6.4 GLM with PAVA algorithm

In chapter 9 of 2012 serobook, there are an argument that following Friedman and Tibshirani (1984) and Mammen et al. (2001), Shkedy et al. (2003) suggested to estimate π(a) and λ(a) using local polynomials and smoothing splines and, if necessary, a posteriori apply the PAVA to isotonize the resulting estimate.

Without loss of generality they assume \(\pi(a_{1}) \leq \pi(a_{2}) \leq ...\leq \pi(a_{i})\). The PAVA states that if \(\pi(a_{i}) \leq \pi(a_{i - 1})\) these values need to be “pooled.” In other words \(\hat{\pi}(a_{i})\) and \(\hat{\pi}(a_{i-1})\) are both replaced by

\[\frac{\hat{\pi}(a_{i})+\hat{\pi}(a_{i-1})}{2}\]

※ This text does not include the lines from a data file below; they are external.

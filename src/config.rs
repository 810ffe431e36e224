use anyhow::{Context, Result};
use serde::{Deserialize, Serialize};
use std::fs;
use std::path::Path;

pub const DEFAULT_OLLAMA_URL: &str = "http://localhost:11434/api";
pub const DEFAULT_JUDGE_MODEL: &str = "qwen2.5:14b-instruct";

const CONFIG_FILE: &str = "llmark.toml";

/// Runtime configuration, constructed once and passed by reference into the
/// client and pipeline. Nothing reads ambient process-wide state.
#[derive(Debug, Clone, Serialize, Deserialize)]
pub struct Config {
    /// Base URL of the Ollama HTTP API.
    #[serde(default = "default_ollama_url")]
    pub ollama_url: String,

    /// Model used to grade responses. Never benchmarked itself.
    #[serde(default = "default_judge_model")]
    pub judge_model: String,

    /// Optional context window override (`num_ctx`) for test-model generations.
    #[serde(default)]
    pub context_window: Option<u64>,

    /// Interval between accelerator memory samples, in milliseconds.
    #[serde(default = "default_sample_interval_ms")]
    pub sample_interval_ms: u64,

    /// Directory where result JSON files are written.
    #[serde(default = "default_results_dir")]
    pub results_dir: String,
}

fn default_ollama_url() -> String {
    DEFAULT_OLLAMA_URL.to_string()
}

fn default_judge_model() -> String {
    DEFAULT_JUDGE_MODEL.to_string()
}

fn default_sample_interval_ms() -> u64 {
    500
}

fn default_results_dir() -> String {
    "results".to_string()
}

impl Default for Config {
    fn default() -> Self {
        Config {
            ollama_url: default_ollama_url(),
            judge_model: default_judge_model(),
            context_window: None,
            sample_interval_ms: default_sample_interval_ms(),
            results_dir: default_results_dir(),
        }
    }
}

impl Config {
    /// Load `llmark.toml` from the working directory, falling back to
    /// defaults if the file is absent or unreadable.
    pub fn load_or_default() -> Self {
        let config_path = Path::new(CONFIG_FILE);

        if config_path.exists() {
            match Self::load(config_path) {
                Ok(config) => return config,
                Err(e) => {
                    tracing::warn!("failed to load {}: {:#}", CONFIG_FILE, e);
                    tracing::warn!("using default configuration");
                }
            }
        }

        Self::default()
    }

    pub fn load(path: &Path) -> Result<Self> {
        let content = fs::read_to_string(path)
            .with_context(|| format!("Failed to read config file: {}", path.display()))?;
        let config: Config = toml::from_str(&content)
            .with_context(|| format!("Failed to parse config file: {}", path.display()))?;
        Ok(config)
    }
}

#[cfg(test)]
mod tests {
    use super::*;

    #[test]
    fn defaults_are_sensible() {
        let config = Config::default();
        assert_eq!(config.ollama_url, DEFAULT_OLLAMA_URL);
        assert_eq!(config.judge_model, DEFAULT_JUDGE_MODEL);
        assert_eq!(config.context_window, None);
        assert_eq!(config.sample_interval_ms, 500);
    }

    #[test]
    fn loads_partial_toml_with_defaults() {
        let dir = tempfile::tempdir().unwrap();
        let path = dir.path().join("llmark.toml");
        fs::write(&path, "judge_model = \"llama3:8b\"\ncontext_window = 8192\n").unwrap();

        let config = Config::load(&path).unwrap();
        assert_eq!(config.judge_model, "llama3:8b");
        assert_eq!(config.context_window, Some(8192));
        assert_eq!(config.ollama_url, DEFAULT_OLLAMA_URL);
    }

    #[test]
    fn load_rejects_malformed_toml() {
        let dir = tempfile::tempdir().unwrap();
        let path = dir.path().join("llmark.toml");
        fs::write(&path, "judge_model = [not toml").unwrap();

        let result = Config::load(&path);
        assert!(result.is_err());
        assert!(format!("{:#}", result.unwrap_err()).contains("Failed to parse"));
    }

    #[test]
    fn round_trips_through_toml() {
        let config = Config::default();
        let text = toml::to_string_pretty(&config).unwrap();
        let loaded: Config = toml::from_str(&text).unwrap();
        assert_eq!(loaded.ollama_url, config.ollama_url);
        assert_eq!(loaded.results_dir, config.results_dir);
    }
}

In my case, I fitted the glm to seropositive by age and time, then applied PAVA for fitted seroprevalence and 95% CI of each age group.

Model
mod1 <- glm(pos ~ age * col_date +
              I(age ^ 2) * col_date, binomial,
            mutate(atdf, across(col_date, as.numeric)))
Code
age_val <- c(.1, seq(1,15,0.5))
collection_date_val <- seq(min(atdf$col_date),
                           max(atdf$col_date))

new_data <- expand.grid(age = age_val, col_date = as.numeric(collection_date_val))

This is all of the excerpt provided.